▶ [TASK OBJECTIVE]
What is needed here is an exact repetition of the records below, beginning at the line that has "let gateway_id = network.gateway_id.as_str();" and stopping after the line that has "async fn gateway(cloud: &Arc<FakeCloud>)".

▶ [AVAILABLE DATA]
-- Opening Marker --
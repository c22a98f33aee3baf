//! scaleway_vpc_gateway_network - Attachment of a public gateway to a private network

use std::sync::Arc;

use async_trait::async_trait;
use meridian_core::diagnostics::Diagnostics;
use meridian_core::provider::{OperationContext, ProviderResult, ResourceContract, Timeouts};
use meridian_core::resource::ResourceData;
use meridian_core::schema::{AttributeSchema, AttributeType, ResourceSchema};

use crate::api::GatewayApi;
use crate::api::vpcgw::{CreateGatewayNetworkRequest, GatewayNetwork, UpdateGatewayNetworkRequest};
use crate::envelope::{GonePolicy, Patch, default_timeouts, flatten_model, ignore_not_found, read_or_tombstone};
use crate::errors::ScalewayResult;
use crate::locality::{Zone, expand_id, flatten_regional_id, flatten_zoned_id, new_zoned_id, parse_zoned_id};
use crate::provider::Meta;
use crate::resources::{reference_attribute, surface, zone_attribute};
use crate::scope::extract_zone;
use crate::waiter::{
    Domain, WaitPlan, retry_on_transient_state_error, wait_for, wait_for_absence, wait_for_optional,
};

pub const TYPE_NAME: &str = "scaleway_vpc_gateway_network";

pub fn schema() -> ResourceSchema {
    ResourceSchema::new(TYPE_NAME)
        .with_description("Connection between a public gateway and a private network")
        .attribute(
            reference_attribute("gateway_id")
                .required()
                .force_new()
                .with_description("The ID of the public gateway"),
        )
        .attribute(
            reference_attribute("private_network_id")
                .required()
                .force_new()
                .with_description("The ID of the private network"),
        )
        .attribute(
            AttributeSchema::new("enable_masquerade", AttributeType::Bool)
                .optional()
                .with_default(true)
                .with_description("Enable masquerade on this network")
                .with_api_field("enable_masquerade"),
        )
        .attribute(
            AttributeSchema::new("static_address", AttributeType::String)
                .optional()
                .with_description("The static IP address in CIDR on this network"),
        )
        .attribute(
            AttributeSchema::new("mac_address", AttributeType::String)
                .computed()
                .with_api_field("mac_address"),
        )
        .attribute(
            AttributeSchema::new("status", AttributeType::String)
                .computed()
                .with_api_field("status"),
        )
        .attribute(
            AttributeSchema::new("created_at", AttributeType::String)
                .computed()
                .with_api_field("created_at"),
        )
        .attribute(zone_attribute())
}

#[derive(Clone)]
pub struct VpcGatewayNetworkResource {
    api: Arc<dyn GatewayApi>,
    meta: Arc<Meta>,
}

impl VpcGatewayNetworkResource {
    pub fn new(api: Arc<dyn GatewayApi>, meta: Arc<Meta>) -> Self {
        Self { api, meta }
    }

    fn plan(&self, ctx: &OperationContext, zone: &Zone, id: &str) -> WaitPlan {
        self.meta
            .wait_plan("gateway network", zone, id, Domain::Gateway, ctx.timeout)
    }

    async fn wait_network(&self, ctx: &OperationContext, zone: &Zone, id: &str) -> ScalewayResult<GatewayNetwork> {
        let api = &self.api;
        wait_for(ctx, &self.plan(ctx, zone, id), move || api.get_gateway_network(zone, id)).await
    }

    /// The parent gateway is reconfigured on every attachment change
    async fn wait_gateway(&self, ctx: &OperationContext, zone: &Zone, gateway_id: &str) -> ScalewayResult<()> {
        let api = &self.api;
        let plan = self
            .meta
            .wait_plan("public gateway", zone, gateway_id, Domain::Gateway, ctx.timeout);
        wait_for(ctx, &plan, move || api.get_gateway(zone, gateway_id)).await?;
        Ok(())
    }

    async fn create_network(&self, ctx: &OperationContext, d: &mut ResourceData) -> ScalewayResult<Diagnostics> {
        let zone = extract_zone(d, &self.meta.defaults)?.scope;
        let gateway_id = expand_id(d.get_string("gateway_id").unwrap_or_default()).to_string();
        let request = CreateGatewayNetworkRequest {
            gateway_id: gateway_id.clone(),
            private_network_id: expand_id(d.get_string("private_network_id").unwrap_or_default()).to_string(),
            enable_masquerade: d.get_bool("enable_masquerade"),
            address: d.get_string("static_address").map(str::to_string),
        };

        let api = &self.api;
        let (zone_ref, request_ref) = (&zone, &request);
        let network = retry_on_transient_state_error(
            move || api.create_gateway_network(zone_ref, request_ref),
            || self.wait_gateway(ctx, &zone, &gateway_id),
        )
        .await?;
        d.set_id(new_zoned_id(&zone, &network.id));
        log::info!("created {} {}", TYPE_NAME, d.id());

        self.wait_network(ctx, &zone, &network.id).await?;
        self.wait_gateway(ctx, &zone, &gateway_id).await?;
        self.read_network(ctx, d).await
    }

    async fn read_network(&self, _ctx: &OperationContext, d: &mut ResourceData) -> ScalewayResult<Diagnostics> {
        let (zone, id) = parse_zoned_id(d.id())?;
        let result = self.api.get_gateway_network(&zone, &id).await;
        let Some(network) = read_or_tombstone(d, result, GonePolicy::NotFound)? else {
            return Ok(Diagnostics::new());
        };

        flatten_model(&schema(), &network, d)?;
        d.set("gateway_id", flatten_zoned_id(&zone, &network.gateway_id));
        // Private networks are regional even when attached from a zone
        d.set(
            "private_network_id",
            flatten_regional_id(&zone.region(), &network.private_network_id),
        );
        d.set("static_address", network.address.clone().unwrap_or_default());
        Ok(Diagnostics::new())
    }

    async fn update_network(&self, ctx: &OperationContext, d: &mut ResourceData) -> ScalewayResult<Diagnostics> {
        let (zone, id) = parse_zoned_id(d.id())?;
        let request = UpdateGatewayNetworkRequest {
            enable_masquerade: d
                .has_change("enable_masquerade")
                .then(|| d.get_bool("enable_masquerade")),
            address: Patch::<String>::string_change(d, "static_address"),
        };

        if !request.is_empty() {
            self.wait_network(ctx, &zone, &id).await?;
            self.api.update_gateway_network(&zone, &id, &request).await?;
            self.wait_network(ctx, &zone, &id).await?;
        }

        self.read_network(ctx, d).await
    }

    async fn delete_network(&self, ctx: &OperationContext, d: &mut ResourceData) -> ScalewayResult<Diagnostics> {
        let (zone, id) = parse_zoned_id(d.id())?;
        let plan = self.plan(ctx, &zone, &id);
        let api = &self.api;
        let (zone, id) = (&zone, id.as_str());

        let Some(network) = wait_for_optional(ctx, &plan, move || api.get_gateway_network(zone, id)).await? else {
            return Ok(Diagnostics::new());
        };

        ignore_not_found(self.api.delete_gateway_network(zone, id).await)?;
        wait_for_absence(ctx, &plan, move || api.get_gateway_network(zone, id)).await?;

        let gateway_id = network.gateway_id.as_str();
        let gateway_plan = self
            .meta
            .wait_plan("public gateway", zone, gateway_id, Domain::Gateway, ctx.timeout);
        if wait_for_optional(ctx, &gateway_plan, move || api.get_gateway(zone, gateway_id))
            .await?
            .is_none()
        {
            log::debug!("gateway {} is gone after detaching {}", gateway_id, id);
        }
        Ok(Diagnostics::new())
    }
}

#[async_trait]
impl ResourceContract for VpcGatewayNetworkResource {
    fn type_name(&self) -> &'static str {
        TYPE_NAME
    }

    fn schema(&self) -> ResourceSchema {
        schema()
    }

    fn timeouts(&self) -> Timeouts {
        default_timeouts(Domain::Gateway)
    }

    async fn create(&self, ctx: &OperationContext, d: &mut ResourceData) -> ProviderResult<Diagnostics> {
        let result = self.create_network(ctx, d).await;
        surface(d, result)
    }

    async fn read(&self, ctx: &OperationContext, d: &mut ResourceData) -> ProviderResult<Diagnostics> {
        let result = self.read_network(ctx, d).await;
        surface(d, result)
    }

    async fn update(&self, ctx: &OperationContext, d: &mut ResourceData) -> ProviderResult<Diagnostics> {
        let result = self.update_network(ctx, d).await;
        surface(d, result)
    }

    async fn delete(&self, ctx: &OperationContext, d: &mut ResourceData) -> ProviderResult<Diagnostics> {
        let result = self.delete_network(ctx, d).await;
        surface(d, result)
    }
}

#[cfg(test)]
mod tests {
    use super::*;
    use meridian_core::differ::{Diff, plan};
    use meridian_core::provider::Operation;
    use meridian_core::resource::Value;

    use crate::api::vpcgw::CreateGatewayRequest;
    use crate::test_support::{FakeCloud, attrs, changed, ctx, meta, persisted, planned, transient_state};

    fn resource(cloud: &Arc<FakeCloud>) -> VpcGatewayNetworkResource {
        VpcGatewayNetworkResource::new(cloud.clone(), meta())
    }

    async fn gateway(cloud: &Arc<FakeCloud>) -> String {
        let request = CreateGatewayRequest {
            name: "gw".to_string(),
            gateway_type: "VPC-GW-S".to_string(),
            ..CreateGatewayRequest::default()
        };
        let zone: Zone = "fr-par-1".parse().unwrap();
        cloud.create_gateway(&zone, &request).await.unwrap().id
    }

    async fn created(cloud: &Arc<FakeCloud>) -> ResourceData {
        let gateway_id = gateway(cloud).await;
        let pn = cloud.insert_private_network("fr-par", "backend");
        let mut d = planned(
            TYPE_NAME,
            vec![
                ("gateway_id", Value::from(format!("fr-par-1/{}", gateway_id))),
                ("private_network_id", Value::from(format!("fr-par/{}", pn.id))),
            ],
        );
        schema().apply_defaults(&mut d);
        resource(cloud).create(&ctx(Operation::Create), &mut d).await.unwrap();
        d
    }

    #[tokio::test]
    async fn create_flattens_references_to_their_own_scope() {
        let cloud = FakeCloud::new();
        let d = created(&cloud).await;

        assert!(d.get_string("gateway_id").unwrap().starts_with("fr-par-1/"));
        assert!(d.get_string("private_network_id").unwrap().starts_with("fr-par/"));
        assert!(d.get_bool("enable_masquerade"));
        assert_eq!(d.get_string("mac_address"), Some("02:00:00:00:00:01"));
    }

    #[tokio::test]
    async fn transient_gateway_is_awaited_then_retried() {
        let cloud = FakeCloud::new();
        cloud.fail_next("create_gateway_network", transient_state("gateway"));
        created(&cloud).await;

        assert_eq!(cloud.calls("create_gateway_network"), 2);
        assert_eq!(cloud.gateway_networks.lock().unwrap().len(), 1);
    }

    #[tokio::test]
    async fn bare_gateway_reference_does_not_drift() {
        let cloud = FakeCloud::new();
        let d = created(&cloud).await;

        let config = attrs(vec![
            (
                "gateway_id",
                Value::from(expand_id(d.get_string("gateway_id").unwrap())),
            ),
            (
                "private_network_id",
                Value::from(expand_id(d.get_string("private_network_id").unwrap())),
            ),
            ("enable_masquerade", Value::Bool(true)),
        ]);
        let change = plan(&resource(&cloud), Some(&d), &config).unwrap();
        assert_eq!(change.diff, Diff::NoChange);

        let mut data = change.data;
        resource(&cloud).update(&ctx(Operation::Update), &mut data).await.unwrap();
        assert_eq!(cloud.calls("update_gateway_network"), 0);
    }

    #[tokio::test]
    async fn clearing_static_address_sends_null() {
        let cloud = FakeCloud::new();
        let d = created(&cloud).await;
        let mut d = changed(&d, vec![("static_address", Value::from("192.168.1.1/24"))]);
        resource(&cloud).update(&ctx(Operation::Update), &mut d).await.unwrap();
        assert_eq!(d.get_string("static_address"), Some("192.168.1.1/24"));

        let mut d = changed(&d, vec![("static_address", Value::from(""))]);
        resource(&cloud).update(&ctx(Operation::Update), &mut d).await.unwrap();
        assert_eq!(d.get_string("static_address"), None);
        assert_eq!(cloud.calls("update_gateway_network"), 2);
    }

    #[tokio::test]
    async fn delete_settles_the_gateway() {
        let cloud = FakeCloud::new();
        let d = created(&cloud).await;
        let before = cloud.calls("get_gateway");

        resource(&cloud).delete(&ctx(Operation::Delete), &mut persisted(&d)).await.unwrap();
        assert!(cloud.gateway_networks.lock().unwrap().is_empty());
        assert_eq!(cloud.calls("get_gateway"), before + 1);
    }
}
-- Closing Marker --
▶ [WORKED SOLUTION]
        let gateway_id = network.gateway_id.as_str();
        let gateway_plan = self
            .meta
            .wait_plan("public gateway", zone, gateway_id, Domain::Gateway, ctx.timeout);
        if wait_for_optional(ctx, &gateway_plan, move || api.get_gateway(zone, gateway_id))
            .await?
            .is_none()
        {
            log::debug!("gateway {} is gone after detaching {}", gateway_id, id);
        }
        Ok(Diagnostics::new())
    }
}

#[async_trait]
impl ResourceContract for VpcGatewayNetworkResource {
    fn type_name(&self) -> &'static str {
        TYPE_NAME
    }

    fn schema(&self) -> ResourceSchema {
        schema()
    }

    fn timeouts(&self) -> Timeouts {
        default_timeouts(Domain::Gateway)
    }

    async fn create(&self, ctx: &OperationContext, d: &mut ResourceData) -> ProviderResult<Diagnostics> {
        let result = self.create_network(ctx, d).await;
        surface(d, result)
    }

    async fn read(&self, ctx: &OperationContext, d: &mut ResourceData) -> ProviderResult<Diagnostics> {
        let result = self.read_network(ctx, d).await;
        surface(d, result)
    }

    async fn update(&self, ctx: &OperationContext, d: &mut ResourceData) -> ProviderResult<Diagnostics> {
        let result = self.update_network(ctx, d).await;
        surface(d, result)
    }

    async fn delete(&self, ctx: &OperationContext, d: &mut ResourceData) -> ProviderResult<Diagnostics> {
        let result = self.delete_network(ctx, d).await;
        surface(d, result)
    }
}

#[cfg(test)]
mod tests {
    use super::*;
    use meridian_core::differ::{Diff, plan};
    use meridian_core::provider::Operation;
    use meridian_core::resource::Value;

    use crate::api::vpcgw::CreateGatewayRequest;
    use crate::test_support::{FakeCloud, attrs, changed, ctx, meta, persisted, planned, transient_state};

    fn resource(cloud: &Arc<FakeCloud>) -> VpcGatewayNetworkResource {
        VpcGatewayNetworkResource::new(cloud.clone(), meta())
    }

    async fn gateway(cloud: &Arc<FakeCloud>) -> String {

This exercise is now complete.